“It’s amazing. Plenty of memories,” says Herbert Harris, “I was a youngster then, just a teenager. Man it’s really, I just can’t describe.”
77-year-old Harris and his buddies of more than 30 years can’t believe The Carver Theater is coming back.
It’s been 60 years since Harris sat inside and soaked in a movie. The Carver Theater opened in 1950 on Orleans Avenue in Treme as a movie theater for African Americans.
“This building was built during Jim Crow when blacks weren’t allowed to go in the theater on the ground floor. They had to sit in the balcony. So this was the only theater built at this time that did not have a balcony,” says Dr. Eugene Oppman, “This was an exclusive black theater.”
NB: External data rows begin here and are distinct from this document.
// SPDX-License-Identifier: GPL-3.0-only

//! Barcode detection backed by the rxing crate
//!
//! Decoding is CPU-bound, so each call runs on the blocking pool. rxing
//! reports "nothing found" as an error; that case is an empty result here.

use super::{BarcodeDetector, DetectionResult, DetectorProvider, Symbology};
use crate::backends::camera::{Frame, PlatformError, PlatformResult};
use async_trait::async_trait;
use rxing::BarcodeFormat;
use std::sync::Arc;
use tracing::{debug, trace};

/// Provider for [`RxingDetector`]
#[derive(Debug, Default, Clone)]
pub struct RxingDetectorProvider;

impl RxingDetectorProvider {
    pub fn new() -> Self {
        Self
    }
}

impl DetectorProvider for RxingDetectorProvider {
    fn is_supported(&self) -> bool {
        true
    }

    fn supported_formats(&self) -> Vec<Symbology> {
        Symbology::ALL.to_vec()
    }

    fn create(&self, formats: &[Symbology]) -> PlatformResult<Arc<dyn BarcodeDetector>> {
        Ok(Arc::new(RxingDetector::new(formats)?))
    }
}

/// Multi-format barcode detector
#[derive(Debug, Clone)]
pub struct RxingDetector {
    formats: Vec<Symbology>,
}

impl RxingDetector {
    pub fn new(formats: &[Symbology]) -> PlatformResult<Self> {
        if formats.is_empty() {
            return Err(PlatformError::InvalidConfiguration(
                "no barcode formats requested".to_string(),
            ));
        }
        Ok(Self {
            formats: formats.to_vec(),
        })
    }
}

#[async_trait]
impl BarcodeDetector for RxingDetector {
    async fn detect(&self, frame: &Frame) -> PlatformResult<Vec<DetectionResult>> {
        if !frame.is_valid() {
            return Err(PlatformError::DetectionFailed(format!(
                "frame buffer does not match {}x{}",
                frame.width, frame.height
            )));
        }

        let frame = frame.clone();
        let formats = self.formats.clone();

        tokio::task::spawn_blocking(move || detect_sync(&frame, &formats))
            .await
            .map_err(|e| PlatformError::DetectionFailed(format!("detection task failed: {e}")))
    }

    fn formats(&self) -> &[Symbology] {
        &self.formats
    }
}

/// Synchronous detection (runs in blocking task)
fn detect_sync(frame: &Frame, formats: &[Symbology]) -> Vec<DetectionResult> {
    let start = std::time::Instant::now();

    let decoded =
        match rxing::helpers::detect_multiple_in_luma(frame.luma.to_vec(), frame.width, frame.height) {
            Ok(results) => results,
            Err(e) => {
                trace!(error = %e, elapsed_ms = start.elapsed().as_millis(), "No barcode decoded");
                return Vec::new();
            }
        };

    let detections: Vec<DetectionResult> = decoded
        .iter()
        .filter_map(|result| {
            let format = symbology_for(result.getBarcodeFormat())?;
            if !formats.contains(&format) {
                debug!(format = %format, "Ignoring barcode outside requested formats");
                return None;
            }
            Some(DetectionResult::new(result.getText(), format))
        })
        .collect();

    trace!(
        count = detections.len(),
        width = frame.width,
        height = frame.height,
        elapsed_ms = start.elapsed().as_millis(),
        "Barcode detection complete"
    );

    detections
}

/// Map an rxing format to a [`Symbology`]
fn symbology_for(format: &BarcodeFormat) -> Option<Symbology> {
    match format {
        BarcodeFormat::EAN_13 => Some(Symbology::Ean13),
        BarcodeFormat::EAN_8 => Some(Symbology::Ean8),
        BarcodeFormat::UPC_A => Some(Symbology::UpcA),
        BarcodeFormat::UPC_E => Some(Symbology::UpcE),
        BarcodeFormat::CODE_39 => Some(Symbology::Code39),
        BarcodeFormat::CODE_93 => Some(Symbology::Code93),
        BarcodeFormat::CODE_128 => Some(Symbology::Code128),
        BarcodeFormat::CODABAR => Some(Symbology::Codabar),
        BarcodeFormat::ITF => Some(Symbology::Itf),
        BarcodeFormat::QR_CODE => Some(Symbology::QrCode),
        _ => None,
    }
}
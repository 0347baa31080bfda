// SPDX-License-Identifier: GPL-3.0-only
// Shared types for camera backend abstraction

//! Shared types for camera backends

use serde::{Deserialize, Serialize};
use std::sync::Arc;
use std::time::Instant;

/// Platform identifier of a capture device
///
/// For V4L2 this is the device node path (e.g. `/dev/video0`), for the
/// still-image source it is a `still:` prefixed file path.
#[derive(Debug, Clone, PartialEq, Eq, Hash, PartialOrd, Ord, Serialize, Deserialize)]
#[serde(transparent)]
pub struct DeviceId(String);

impl DeviceId {
    pub fn new(id: impl Into<String>) -> Self {
        Self(id.into())
    }

    pub fn as_str(&self) -> &str {
        &self.0
    }
}

impl std::fmt::Display for DeviceId {
    fn fmt(&self, f: &mut std::fmt::Formatter<'_>) -> std::fmt::Result {
        f.write_str(&self.0)
    }
}

impl From<&str> for DeviceId {
    fn from(id: &str) -> Self {
        Self(id.to_string())
    }
}

impl From<String> for DeviceId {
    fn from(id: String) -> Self {
        Self(id)
    }
}

/// Kind of device reported by enumeration
#[derive(Debug, Clone, Copy, PartialEq, Eq, Hash)]
pub enum DeviceKind {
    /// Camera or other video capture input
    VideoInput,
    /// Microphone
    AudioInput,
    /// Metadata nodes, output-only devices, codecs
    Other,
}

/// Raw enumeration entry as reported by the platform
#[derive(Debug, Clone, PartialEq, Eq)]
pub struct MediaDeviceInfo {
    pub id: DeviceId,
    /// Human-readable label, may be empty when the platform hides it
    pub label: String,
    pub kind: DeviceKind,
}

impl MediaDeviceInfo {
    pub fn video_input(id: impl Into<DeviceId>, label: impl Into<String>) -> Self {
        Self {
            id: id.into(),
            label: label.into(),
            kind: DeviceKind::VideoInput,
        }
    }
}

/// Camera input that can be selected for scanning
#[derive(Debug, Clone, PartialEq, Eq)]
pub struct DeviceDescriptor {
    pub id: DeviceId,
    pub label: String,
}

impl DeviceDescriptor {
    pub fn new(id: impl Into<DeviceId>, label: impl Into<String>) -> Self {
        Self {
            id: id.into(),
            label: label.into(),
        }
    }

    /// Label shown in the device picker
    ///
    /// Devices without a label get a positional name (`Camera 1`, `Camera 2`, ...).
    pub fn display_label(&self, index: usize) -> String {
        if self.label.trim().is_empty() {
            format!("Camera {}", index + 1)
        } else {
            self.label.clone()
        }
    }
}

impl From<MediaDeviceInfo> for DeviceDescriptor {
    fn from(info: MediaDeviceInfo) -> Self {
        Self {
            id: info.id,
            label: info.label,
        }
    }
}

/// Direction a camera faces
#[derive(Debug, Clone, Copy, PartialEq, Eq, Default, Serialize, Deserialize)]
#[serde(rename_all = "lowercase")]
pub enum FacingMode {
    /// Rear camera, pointing away from the user
    #[default]
    Environment,
    /// Front camera, pointing at the user
    User,
}

impl std::fmt::Display for FacingMode {
    fn fmt(&self, f: &mut std::fmt::Formatter<'_>) -> std::fmt::Result {
        match self {
            FacingMode::Environment => write!(f, "environment"),
            FacingMode::User => write!(f, "user"),
        }
    }
}

/// A single capture constraint
///
/// `Exact` constraints must be honored or acquisition fails; `Ideal`
/// constraints are hints the platform may negotiate away.
#[derive(Debug, Clone, PartialEq, Eq)]
pub enum Constraint<T> {
    Exact(T),
    Ideal(T),
}

impl<T> Constraint<T> {
    pub fn value(&self) -> &T {
        match self {
            Constraint::Exact(v) | Constraint::Ideal(v) => v,
        }
    }

    pub fn is_exact(&self) -> bool {
        matches!(self, Constraint::Exact(_))
    }
}

/// Capture request passed to [`super::MediaDevices::acquire_stream`]
#[derive(Debug, Clone, PartialEq, Eq)]
pub struct StreamConstraints {
    pub device_id: Constraint<DeviceId>,
    pub facing_mode: Constraint<FacingMode>,
    pub width: Constraint<u32>,
    pub height: Constraint<u32>,
}

impl StreamConstraints {
    /// Exact device match with an environment-facing, resolution-hinted capture
    pub fn for_device(device_id: DeviceId, ideal_width: u32, ideal_height: u32) -> Self {
        Self {
            device_id: Constraint::Exact(device_id),
            facing_mode: Constraint::Ideal(FacingMode::Environment),
            width: Constraint::Ideal(ideal_width),
            height: Constraint::Ideal(ideal_height),
        }
    }
}

impl std::fmt::Display for StreamConstraints {
    fn fmt(&self, f: &mut std::fmt::Formatter<'_>) -> std::fmt::Result {
        write!(
            f,
            "{} ({}, ~{}x{})",
            self.device_id.value(),
            self.facing_mode.value(),
            self.width.value(),
            self.height.value()
        )
    }
}

/// Grayscale frame sampled from a live stream
///
/// Barcode decoding only needs luminance, so backends convert whatever the
/// device delivers into tightly packed 8-bit luma before publishing.
#[derive(Debug, Clone)]
pub struct Frame {
    pub width: u32,
    pub height: u32,
    /// `width * height` bytes, row-major, no padding
    pub luma: Arc<[u8]>,
    /// Timestamp when the frame was captured
    pub captured_at: Instant,
}

impl Frame {
    pub fn new(width: u32, height: u32, luma: Vec<u8>) -> Self {
        Self {
            width,
            height,
            luma: Arc::from(luma),
            captured_at: Instant::now(),
        }
    }

    /// Check that the luma buffer matches the frame dimensions
    pub fn is_valid(&self) -> bool {
        self.luma.len() == self.width as usize * self.height as usize
    }

    /// Luma value at (x, y), clamped to the frame bounds
    pub fn sample(&self, x: u32, y: u32) -> u8 {
        if self.width == 0 || self.height == 0 {
            return 0;
        }
        let x = x.min(self.width - 1) as usize;
        let y = y.min(self.height - 1) as usize;
        self.luma
            .get(y * self.width as usize + x)
            .copied()
            .unwrap_or(0)
    }
}

/// Result type for capability-boundary operations
pub type PlatformResult<T> = Result<T, PlatformError>;

/// Errors reported by platform capabilities (devices, streams, detectors)
#[derive(Debug, Clone, PartialEq, Eq, thiserror::Error)]
pub enum PlatformError {
    /// The capability is missing entirely
    #[error("Not supported: {0}")]
    NotSupported(String),
    /// The user or OS denied access
    #[error("Permission denied: {0}")]
    PermissionDenied(String),
    /// Device was removed or never existed
    #[error("Device not found: {0}")]
    DeviceNotFound(String),
    /// Device is held by another process
    #[error("Device busy: {0}")]
    DeviceBusy(String),
    /// Requested configuration was rejected
    #[error("Invalid configuration: {0}")]
    InvalidConfiguration(String),
    /// A single detection call failed
    #[error("Detection failed: {0}")]
    DetectionFailed(String),
    /// General I/O error
    #[error("I/O error: {0}")]
    Io(String),
}

impl From<std::io::Error> for PlatformError {
    fn from(err: std::io::Error) -> Self {
        match err.kind() {
            std::io::ErrorKind::PermissionDenied => PlatformError::PermissionDenied(err.to_string()),
            std::io::ErrorKind::NotFound => PlatformError::DeviceNotFound(err.to_string()),
            std::io::ErrorKind::ResourceBusy => PlatformError::DeviceBusy(err.to_string()),
            _ => PlatformError::Io(err.to_string()),
        }
    }
}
“But The Carver Theater was one that was built first class for them, and that’s how it was described as one of the best theaters. So this holds a special place for many residents of New Orleans. Even for myself this is the first place that I saw a movie,” says General Manager Vincent Sylvain.
In the 80’s the theater closed and reopened as a medical clinic. Today Dr. Eugene Oppman owns The Carver, and after years of raking up funds he now plans to breathe life back into the historic building that has sat lifeless since Katrina.
Oppman is injection $8-Million into a renovation plan. It’s a project that includes an addition and a parking lot. He says by the end of 2013 The Carver Theater should be back open. This time it will serve as an entertainment venue again, but featuring lots of live jazz and other performances.
Some say The Carver is the key to the rebirth of Orleans Avenue and Treme. It’s a historic structure that holds countless memories and after some TLC is poised to create more for years to come.